PROPOSED AMENDMENT TO ARTICLE III, SECTION 4
OF THE BYLAWS OF EMBREX, INC.


	Amend Article III, Section 4 of the By-laws of Embrex, Inc. by adding 
to the end thereof the following paragraph:

	In addition, and notwithstanding any other provision of these by-laws 
to the contrary, the following provisions shall govern special meetings of 
shareholders of the Corporation.  A special meeting of the shareholders of 
the Corporation shall be called by the Secretary upon the written request 
of shareholders who together own ten percent (10%) or more of the 
outstanding shares of voting stock of the Corporation.  The written request 
shall state the purpose and date of the meeting.  The notice of the special 
meeting shall be mailed by the Secretary within 30 days following the 
Corporation's receipt of such request.  If the Secretary fails to call the 
special meeting and mail the notice as required by the preceding sentence, 
a person designated by the shareholders requesting the meeting shall have 
the power and authority to call the special meeting and mail such notice.  
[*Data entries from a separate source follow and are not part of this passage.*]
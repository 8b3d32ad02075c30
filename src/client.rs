use crate::config::{PollConfig, API_KEY_ENV, DEFAULT_API_URL};
use crate::error::SummaryError;
use crate::poller::{PollState, SessionOutcome};
use crate::types::{SessionResult, SummarizeRequest};
use reqwest::header::{HeaderMap, HeaderValue, AUTHORIZATION};
use std::env;
use tokio::time::sleep;
use tracing::{debug, info, warn};
use url::Url;

/// Path of the summarization endpoint, relative to the base URL.
const SUMMARIZE_PATH: &str = "generation";

/// The client for the video summarization service.
///
/// It holds the shared `reqwest::Client` and the base URL for all API requests.
/// It is cheap to clone.
#[derive(Clone)]
pub struct SummaryClient {
    client: reqwest::Client,
    base_url: Url,
}

impl SummaryClient {
    /// Creates a new `SummaryClient` pointed at the default service URL.
    ///
    /// The API key is optional. If `api_key` is `None`, the
    /// `SUMMARY_API_KEY` environment variable is used when set.
    ///
    /// # Errors
    ///
    /// - `SummaryError::InvalidApiKey` if the key cannot be sent as a header.
    /// - `SummaryError::RequestFailed` if the internal HTTP client fails to build.
    pub fn new(api_key: Option<String>) -> Result<Self, SummaryError> {
        Self::new_with_url(api_key, DEFAULT_API_URL)
    }

    /// Creates a new `SummaryClient` with a custom base URL.
    ///
    /// This is useful for testing or for connecting to a different deployment.
    ///
    /// # Errors
    ///
    /// - `SummaryError::InvalidApiKey` if the key cannot be sent as a header.
    /// - `SummaryError::RequestFailed` if the internal HTTP client fails to build.
    /// - `SummaryError::UrlParseFailed` if the provided `base_url` is invalid.
    pub fn new_with_url(api_key: Option<String>, base_url: &str) -> Result<Self, SummaryError> {
        let api_key = api_key.or_else(|| env::var(API_KEY_ENV).ok());

        let mut headers = HeaderMap::new();
        if let Some(key) = api_key.filter(|key| !key.is_empty()) {
            let value = HeaderValue::from_str(&format!("Bearer {}", key))
                .map_err(|_| SummaryError::InvalidApiKey)?;
            headers.insert(AUTHORIZATION, value);
        }

        let client = reqwest::Client::builder()
            .default_headers(headers)
            .build()?;

        // `Url::join` drops the last segment unless the base ends with a slash.
        let base_url = if base_url.ends_with('/') {
            Url::parse(base_url)?
        } else {
            Url::parse(&format!("{}/", base_url))?
        };

        Ok(Self { client, base_url })
    }

    /// Sends one summarization request and returns the session snapshot.
    ///
    /// Without `extraOpts.sessionId` the service starts a new session; with
    /// it, the service reports the progress of that session.
    pub async fn summarize_video(
        &self,
        request: &SummarizeRequest,
    ) -> Result<SessionResult, SummaryError> {
        let url = self.base_url.join(SUMMARIZE_PATH)?;
        let response = self.client.post(url).json(request).send().await?;

        let status = response.status();
        if status.is_success() {
            let body = response.bytes().await?;
            Ok(serde_json::from_slice(&body)?)
        } else {
            let message = response.text().await.unwrap_or_default();
            Err(SummaryError::ApiError {
                status: status.as_u16(),
                message,
            })
        }
    }

    /// Starts a summarization session and returns its identifier.
    ///
    /// # Errors
    ///
    /// `SummaryError::MissingSession` if the service answered without a
    /// session id, plus any error from [`SummaryClient::summarize_video`].
    pub async fn start_session(&self, request: &SummarizeRequest) -> Result<String, SummaryError> {
        let result = self.summarize_video(request).await?;
        match result.session_id {
            Some(session_id) if !session_id.is_empty() => {
                info!(session_id = %session_id, "session started");
                Ok(session_id)
            }
            _ => Err(SummaryError::MissingSession),
        }
    }

    /// Polls a session until it is done, stops producing chapters, or the
    /// attempt ceiling in `poll` is reached.
    ///
    /// Failed requests are logged and count as an attempt. The outcome always
    /// carries the most relevant result; only [`SessionOutcome::Exhausted`] can
    /// come back empty, when no request succeeded.
    ///
    /// # Example
    ///
    /// ```no_run
    /// # use movie_summary::{PollConfig, SummarizeRequest, SummaryClient};
    /// # #[tokio::main]
    /// # async fn main() -> anyhow::Result<()> {
    /// let client = SummaryClient::new(None)?;
    /// let request = SummarizeRequest::new("https://www.youtube.com/watch?v=abc123", "en");
    /// let session_id = client.start_session(&request).await?;
    /// let outcome = client
    ///     .wait_for_session(&request, &session_id, &PollConfig::default())
    ///     .await;
    /// println!("Polling ended as {}", outcome.label());
    /// # Ok(())
    /// # }
    /// ```
    pub async fn wait_for_session(
        &self,
        request: &SummarizeRequest,
        session_id: &str,
        poll: &PollConfig,
    ) -> SessionOutcome {
        let request = request.with_session(session_id);
        let mut state = PollState::new(poll.grace_rounds);

        info!(session_id, "monitoring session progress");
        while state.attempts() < poll.max_attempts {
            match self.summarize_video(&request).await {
                Ok(result) => {
                    info!(
                        attempt = state.attempts() + 1,
                        chapters = result.chapter_count(),
                        status = %result.status_label(),
                        "session status"
                    );
                    if let Some(outcome) = state.observe(result) {
                        if matches!(outcome, SessionOutcome::Stagnant(_)) {
                            warn!(session_id, "no new chapters detected, stopping monitoring");
                        }
                        return outcome;
                    }
                }
                Err(e) => {
                    warn!(
                        category = "poll",
                        attempt = state.attempts() + 1,
                        error = %e,
                        "error during session monitoring"
                    );
                }
            }

            state.complete_attempt();
            if state.attempts() < poll.max_attempts {
                debug!(delay = ?poll.interval, "waiting before next poll");
                sleep(poll.interval).await;
            }
        }

        info!(session_id, attempts = state.attempts(), "session monitoring completed");
        state.exhaust()
    }
}
mod common;

use common::{session, SessionResponder};
use movie_summary::{
    summarize_movie, summary_path, write_summary, MovieId, SessionResult, SummaryError, SummaryJob,
};
use serde_json::{json, Value};
use std::fs;
use std::path::Path;
use wiremock::{MockServer, ResponseTemplate};

fn job(movie_id: &str, output_dir: &Path) -> SummaryJob {
    SummaryJob {
        movie_id: MovieId::parse(movie_id).unwrap(),
        output_dir: output_dir.to_path_buf(),
        language: "en".to_string(),
    }
}

#[tokio::test]
async fn test_stagnant_session_is_saved() {
    let server = MockServer::start().await;
    let start = session("s1", "pending", json!([]));
    let pending = session("s1", "pending", json!([]));
    common::mount_session(&server, SessionResponder::new(start, vec![pending])).await;

    let dir = tempfile::tempdir().unwrap();
    let client = common::client(&server);
    let written = summarize_movie(&client, &job("abc123", dir.path()), &common::fast_poll(50, 3))
        .await
        .unwrap()
        .unwrap();

    assert_eq!(written, dir.path().join("abc123-summary.json"));
    let saved: Value = serde_json::from_str(&fs::read_to_string(&written).unwrap()).unwrap();
    assert_eq!(
        saved,
        json!({ "sessionId": "s1", "status": "pending", "chapters": [] })
    );
    assert_eq!(common::poll_requests(&server).await, 4);
}

#[tokio::test]
async fn test_numeric_status_is_saved() {
    let server = MockServer::start().await;
    let start = ResponseTemplate::new(200).set_body_json(json!({
        "sessionId": "s1",
        "status": 1,
        "chapters": []
    }));
    let poll = ResponseTemplate::new(200).set_body_json(json!({
        "sessionId": "s1",
        "status": 2,
        "chapters": [{ "content": "Intro" }]
    }));
    common::mount_session(&server, SessionResponder::new(start, vec![poll])).await;

    let dir = tempfile::tempdir().unwrap();
    let client = common::client(&server);
    let written = summarize_movie(&client, &job("abc123", dir.path()), &common::fast_poll(5, 3))
        .await
        .unwrap()
        .unwrap();

    let saved: Value = serde_json::from_str(&fs::read_to_string(&written).unwrap()).unwrap();
    assert_eq!(
        saved,
        json!({ "sessionId": "s1", "status": 2, "chapters": [{ "content": "Intro" }] })
    );
    // Three grace rounds, then the unchanged chapters end polling.
    assert_eq!(common::poll_requests(&server).await, 4);
}

#[tokio::test]
async fn test_missing_session_aborts_without_file() {
    let server = MockServer::start().await;
    let start = ResponseTemplate::new(200).set_body_json(json!({ "status": "pending" }));
    common::mount_session(&server, SessionResponder::new(start, vec![])).await;

    let dir = tempfile::tempdir().unwrap();
    let client = common::client(&server);
    let err = summarize_movie(&client, &job("abc123", dir.path()), &common::fast_poll(50, 3))
        .await
        .unwrap_err();

    assert!(matches!(err, SummaryError::MissingSession));
    assert_eq!(common::poll_requests(&server).await, 0);
    assert_eq!(fs::read_dir(dir.path()).unwrap().count(), 0);
}

#[tokio::test]
async fn test_no_result_skips_file() {
    let server = MockServer::start().await;
    let start = session("s1", "pending", json!([]));
    let failure = ResponseTemplate::new(500);
    common::mount_session(&server, SessionResponder::new(start, vec![failure])).await;

    let dir = tempfile::tempdir().unwrap();
    let client = common::client(&server);
    let written = summarize_movie(&client, &job("abc123", dir.path()), &common::fast_poll(4, 3))
        .await
        .unwrap();

    assert_eq!(written, None);
    assert_eq!(common::poll_requests(&server).await, 4);
    assert_eq!(fs::read_dir(dir.path()).unwrap().count(), 0);
}

#[tokio::test]
async fn test_written_summary_reads_back_identically() {
    let result: SessionResult = serde_json::from_value(json!({
        "sessionId": "s1",
        "status": "done",
        "chapters": [
            {
                "content": "Intro",
                "startTime": 0,
                "theses": [{ "content": "Why it matters", "links": ["https://example.com"] }]
            },
            { "content": "Outro", "startTime": 315 }
        ],
        "title": "A talk",
        "thumbnail": null
    }))
    .unwrap();

    let dir = tempfile::tempdir().unwrap();
    let movie_id = MovieId::parse("abc123").unwrap();
    let written = write_summary(Some(&result), dir.path(), &movie_id)
        .await
        .unwrap()
        .unwrap();

    let text = fs::read_to_string(&written).unwrap();
    assert!(text.starts_with("{\n  \""));
    let reread: SessionResult = serde_json::from_str(&text).unwrap();
    assert_eq!(reread, result);
    assert_eq!(text, serde_json::to_string_pretty(&result).unwrap());
}

#[tokio::test]
async fn test_write_summary_creates_output_dir() {
    let dir = tempfile::tempdir().unwrap();
    let output_dir = dir.path().join("nested").join("summaries");
    let movie_id = MovieId::parse("abc123").unwrap();
    let result: SessionResult =
        serde_json::from_value(json!({ "sessionId": "s1", "status": "done" })).unwrap();

    let written = write_summary(Some(&result), &output_dir, &movie_id)
        .await
        .unwrap();

    assert_eq!(written, Some(summary_path(&output_dir, &movie_id)));
    assert!(output_dir.join("abc123-summary.json").is_file());
}

#[tokio::test]
async fn test_write_summary_without_result() {
    let dir = tempfile::tempdir().unwrap();
    let movie_id = MovieId::parse("abc123").unwrap();
    let (logs, _guard) = common::capture_logs();

    let written = write_summary(None, dir.path(), &movie_id).await.unwrap();

    assert_eq!(written, None);
    assert_eq!(fs::read_dir(dir.path()).unwrap().count(), 0);
    let logs = logs.contents();
    assert!(logs.contains("WARN"), "{logs}");
    assert!(logs.contains("no result to save, skipping summary file"), "{logs}");
    assert!(logs.contains("movie_id=abc123"), "{logs}");
}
A special meeting called at the request of shareholders shall be presided 
over by a person designated by the shareholders calling the meeting.  The 
record date for determining shareholders entitled to request a special 
meeting is the date the first shareholder signs the request.  The record 
date for the special meeting shall be the record date set forth in the 
request, so long as such date complies with North Carolina law.  Special 
meetings of shareholders shall be held at the location set forth in the 
request.  For purposes of this Section 4, "shareholder" includes a 
beneficial owner whose shares are held in voting trust or by a nominee and 
whose beneficial ownership is certified to the Corporation by that voting 
trust or nominee.  Without the approval of the shareholders, the board of 
directors may not further amend or repeal this Section 4 of the By-laws 
governing special meetings or adopt any new by-law provision that is 
inconsistent with or would render ineffective the provisions of this 
Section 4 pertaining to special meetings of shareholders.